In Dublin town I was brought up that city of great fame
My parents reared me tenderly there's many did the same
Being a wild colonial boy I was forced to cross the main
And for seven long years in New South Wales to wear a convict's chain

Oh I'd been no longer than six months upon Australian shores
When I turned out as a Tory boy as I'd often done before
There was Macnamara from yonder woods and Captain Mackie too
They were the chief associates of bold Jack Donahoe

As O'Donahoe was taken for a notorious crime
And sentenced to be hanged all on the gallows high
But when he came to Sydney gaol he left them in a stew
For when they came to call the roll they missed Jack Donahoe

As O'Donahoe made his escape to the woods he did repair
Where the tyrants dared not show their face by night and day
And every week in the newspapers there was published something new
Concerning that bold hero boy called brave Jack Donahoe

As O'Donahoe was walking one summer's afternoon
Little was his notion that his death should be so soon
When a sergeant of the horse police discharged his carabine
And loudly called to O'Donahoe to fight or else resign

“It never shall be said of me that Donahue the brave
Surrendered to a policeman or became an Englishman's slave"
For I'll range these woods and valleys like a wolf or kangaroo
Before I'll work for Government said bold Jack Donahoe

Nine rounds the horse policeman fired till at length a fatal ball
He lodged it in O'Donahoe's breast and it caused him to fall
As he closed his mournful eyes to this world he bid adieu
Good people all both great and small pray for Jack Donahoe



Irishman, convict, bushranger and multiple-escapee, Jack Donohue was one of Australia's most famous bushrangers.
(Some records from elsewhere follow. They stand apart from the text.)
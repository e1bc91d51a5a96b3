use crate::{
    AppState,
    handlers::{auth, blog, roles},
};
use axum::{Router, routing::get};

/// Authenticated Router Module
///
/// Every route here sits behind the authentication middleware, which resolves
/// the bearer token into an `AuthUser` before any handler runs.
///
/// Reads and writes share paths (`GET /roles` and `POST /roles`), so the
/// admin policy for writes comes from the `AdminCaller` extractor of the
/// mutating handlers rather than from a separate router.
pub fn authenticated_routes() -> Router<AppState> {
    Router::<AppState>::new()
        // GET /auth/me
        .route("/auth/me", get(auth::get_me))
        // --- Roles ---
        .route("/roles", get(roles::list_roles).post(roles::create_role))
        .route(
            "/roles/{id}",
            get(roles::get_role)
                .put(roles::update_role)
                .patch(roles::update_role)
                .delete(roles::delete_role),
        )
        // --- Blog categories ---
        // GET /blog/categories?search=...
        .route(
            "/blog/categories",
            get(blog::list_categories).post(blog::create_category),
        )
        .route(
            "/blog/categories/{id}",
            get(blog::get_category)
                .put(blog::update_category)
                .patch(blog::update_category)
                .delete(blog::delete_category),
        )
        // --- Blogs ---
        // GET /blogs?category=...&status=...&search=...&ordering=...
        .route("/blogs", get(blog::list_blogs).post(blog::create_blog))
        .route(
            "/blogs/{id}",
            get(blog::get_blog)
                .put(blog::update_blog)
                .patch(blog::update_blog)
                .delete(blog::delete_blog),
        )
}
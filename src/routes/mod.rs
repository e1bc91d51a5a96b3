/// Router Module Index
///
/// Routes are split by the access level they require. Each module's router is
/// wrapped in its own middleware in `create_router`, so an endpoint can only
/// be exposed with the protection of the module it is declared in.

/// Routes open to anonymous clients: health and the token endpoints.
pub mod public;

/// Routes behind the authentication middleware. Reads only need a valid
/// access token; mutations additionally pass the admin policy in-handler.
pub mod authenticated;

/// Routes behind the admin middleware (user management).
pub mod admin;
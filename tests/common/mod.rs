#![allow(dead_code)]

use std::sync::Arc;

use rolepress::{
    AppConfig, AppState, MemoryRepository,
    auth::{self, AuthUser},
    error::{ApiError, FieldErrors},
    models::{RegisterRequest, Role, RoleRequest, User},
    policy::AdminCaller,
    repository::Repository,
    services::accounts::AccountService,
};

// --- Shared Test Fixtures ---

/// Passes every rule of the default password policy.
pub const STRONG_PASSWORD: &str = "Correct-Horse-42";

/// Fresh state over an empty in-memory repository and default configuration.
pub fn test_state() -> AppState {
    state_with_config(AppConfig::default())
}

pub fn state_with_config(config: AppConfig) -> AppState {
    AppState {
        repo: Arc::new(MemoryRepository::new()),
        config,
    }
}

pub fn accounts(state: &AppState) -> AccountService<'_> {
    AccountService::new(state.repo.as_ref(), &state.config)
}

pub async fn seed_role(state: &AppState, name: &str, slug: &str) -> Role {
    state
        .repo
        .create_role(RoleRequest {
            name: name.to_string(),
            slug: slug.to_string(),
            description: String::new(),
        })
        .await
        .expect("seed role")
}

/// Registers `username` with the strong password and an optional role slug.
pub async fn seed_user(state: &AppState, username: &str, role: Option<&str>) -> User {
    let (user, _) = accounts(state)
        .register(RegisterRequest {
            username: username.to_string(),
            email: format!("{username}@example.com"),
            password: STRONG_PASSWORD.to_string(),
            role: role.map(str::to_string),
        })
        .await
        .expect("seed user");
    user
}

/// A user holding the "admin" role (created on first use).
pub async fn seed_admin(state: &AppState) -> User {
    if state
        .repo
        .get_role_by_slug("admin")
        .await
        .expect("role lookup")
        .is_none()
    {
        seed_role(state, "Administrator", "admin").await;
    }
    seed_user(state, "site-admin", Some("admin")).await
}

pub fn access_token(state: &AppState, user: &User) -> String {
    auth::issue_tokens(user, &state.config)
        .expect("issue tokens")
        .access
}

pub fn caller(user: &User) -> AuthUser {
    AuthUser { user: user.clone() }
}

/// An admin identity for calling mutating handlers directly. The admin check
/// itself lives in the extractor and is tested there.
pub fn admin_caller(user: &User) -> AdminCaller {
    AdminCaller(caller(user))
}

/// Unwraps a validation error, failing the test on any other outcome.
pub fn field_errors<T: std::fmt::Debug>(result: Result<T, ApiError>) -> FieldErrors {
    match result {
        Err(ApiError::Validation(errors)) => errors,
        other => panic!("expected a validation error, got {other:?}"),
    }
}
/// CreateBlogRequest
///
/// Input for POST /blogs. `slug` and `hero_title` are derived from the title
/// when omitted or blank.
#[derive(Debug, Clone, Serialize, Deserialize, ToSchema, Default)]
#[serde(default)]
pub struct CreateBlogRequest {
    pub title: String,
    pub slug: Option<String>,
    pub status: Option<BlogStatus>,
    pub category: Option<String>,
    pub hero_title: Option<String>,
    pub hero_kicker_top: Option<String>,
    pub hero_kicker_bottom: Option<String>,
    pub main_heading: Option<String>,
    pub author_name: Option<String>,
    pub author_title: Option<String>,
    pub published_date: Option<NaiveDate>,
    pub last_updated: Option<NaiveDate>,
    pub read_time: Option<i32>,
    pub featured_image_url: Option<String>,
    pub intro: Option<String>,
    pub whats_inside: Option<Value>,
    pub sections: Option<Value>,
    pub faqs: Option<Value>,
    pub cta_text: Option<String>,
    pub cta_button_label: Option<String>,
    pub cta_button_link: Option<String>,
    pub extra_categories: Option<Value>,
    pub excerpt: Option<String>,
    pub content: String,
}

/// UpdateBlogRequest
///
/// Partial update. Nullable fields use a double option so that an explicit
/// `null` clears the value while an absent key leaves it alone.
#[derive(Debug, Clone, Serialize, Deserialize, ToSchema, Default)]
#[serde(default)]
pub struct UpdateBlogRequest {
    pub title: Option<String>,
    pub slug: Option<String>,
    pub status: Option<BlogStatus>,
    #[serde(deserialize_with = "double_option")]
    #[schema(value_type = Option<String>)]
    pub category: Option<Option<String>>,
    pub hero_title: Option<String>,
    pub hero_kicker_top: Option<String>,
    pub hero_kicker_bottom: Option<String>,
    pub main_heading: Option<String>,
    pub author_name: Option<String>,
    pub author_title: Option<String>,
    #[serde(deserialize_with = "double_option")]
    #[schema(value_type = Option<String>, format = Date)]
    pub published_date: Option<Option<NaiveDate>>,
    #[serde(deserialize_with = "double_option")]
    #[schema(value_type = Option<String>, format = Date)]
    pub last_updated: Option<Option<NaiveDate>>,
    pub read_time: Option<i32>,
    pub featured_image_url: Option<String>,
    pub intro: Option<String>,
    #[serde(deserialize_with = "double_option")]
    #[schema(value_type = Option<Object>)]
    pub whats_inside: Option<Option<Value>>,
    #[serde(deserialize_with = "double_option")]
    #[schema(value_type = Option<Object>)]
    pub sections: Option<Option<Value>>,
    #[serde(deserialize_with = "double_option")]
    #[schema(value_type = Option<Object>)]
    pub faqs: Option<Option<Value>>,
    pub cta_text: Option<String>,
    pub cta_button_label: Option<String>,
    pub cta_button_link: Option<String>,
    #[serde(deserialize_with = "double_option")]
    #[schema(value_type = Option<Object>)]
    pub extra_categories: Option<Option<Value>>,
    pub excerpt: Option<String>,
    pub content: Option<String>,
}

// --- Listing queries ---

/// BlogOrderField
#[derive(Debug, Clone, Copy, PartialEq, Eq)]
pub enum BlogOrderField {
    CreatedAt,
    UpdatedAt,
}

/// BlogOrdering
///
/// One key of an `ordering=` parameter such as `-created_at,updated_at`.
#[derive(Debug, Clone, Copy, PartialEq, Eq)]
pub struct BlogOrdering {
    pub field: BlogOrderField,
    pub descending: bool,
}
From AL Lloyds Old Bush Songs:

Donahue came to Australia from Dublin on the transport “Ann & Amelia” in 1825. An old hand says: “He was only twenty when he arrived here, but he was a second Napoleon. He was short, but a model of muscle and bone... He often said he was never designed for a prisoner and whilst he lived he would be free...” Twice he escaped from the iron gang, and the second time he and his band terrorised the Nepan countryside for a brief two years before he was trapped and shot by the police. The ballad must have been made by an admiring Irish convict shortly after Donahue's death. It has a contempt for the law, a pride in the outlaw's independence, an appreciation of Donahue as the kind of man “who would fight till hell freezes over, and then write on the ice: Come on, you bastards!” It is this spirit which has kept the ballad of Jack Donahue going all these years since the troopers shot him in the Bringilly scrub on September 1st, 1830


The tune used here is taken from the Australian Folk Songs site:

This version collected by Alan Scott from Mr H. Beatty of Hawthorne Qld. In his booklet The Donahoe Ballads gives some 16 tunes that have been collected.

The illustration to this post is the famous pencil drawing of the dead Jack Donohue by Sir TL Mitchell. The original is held in the Mitchell Library, State Library of New South Wales.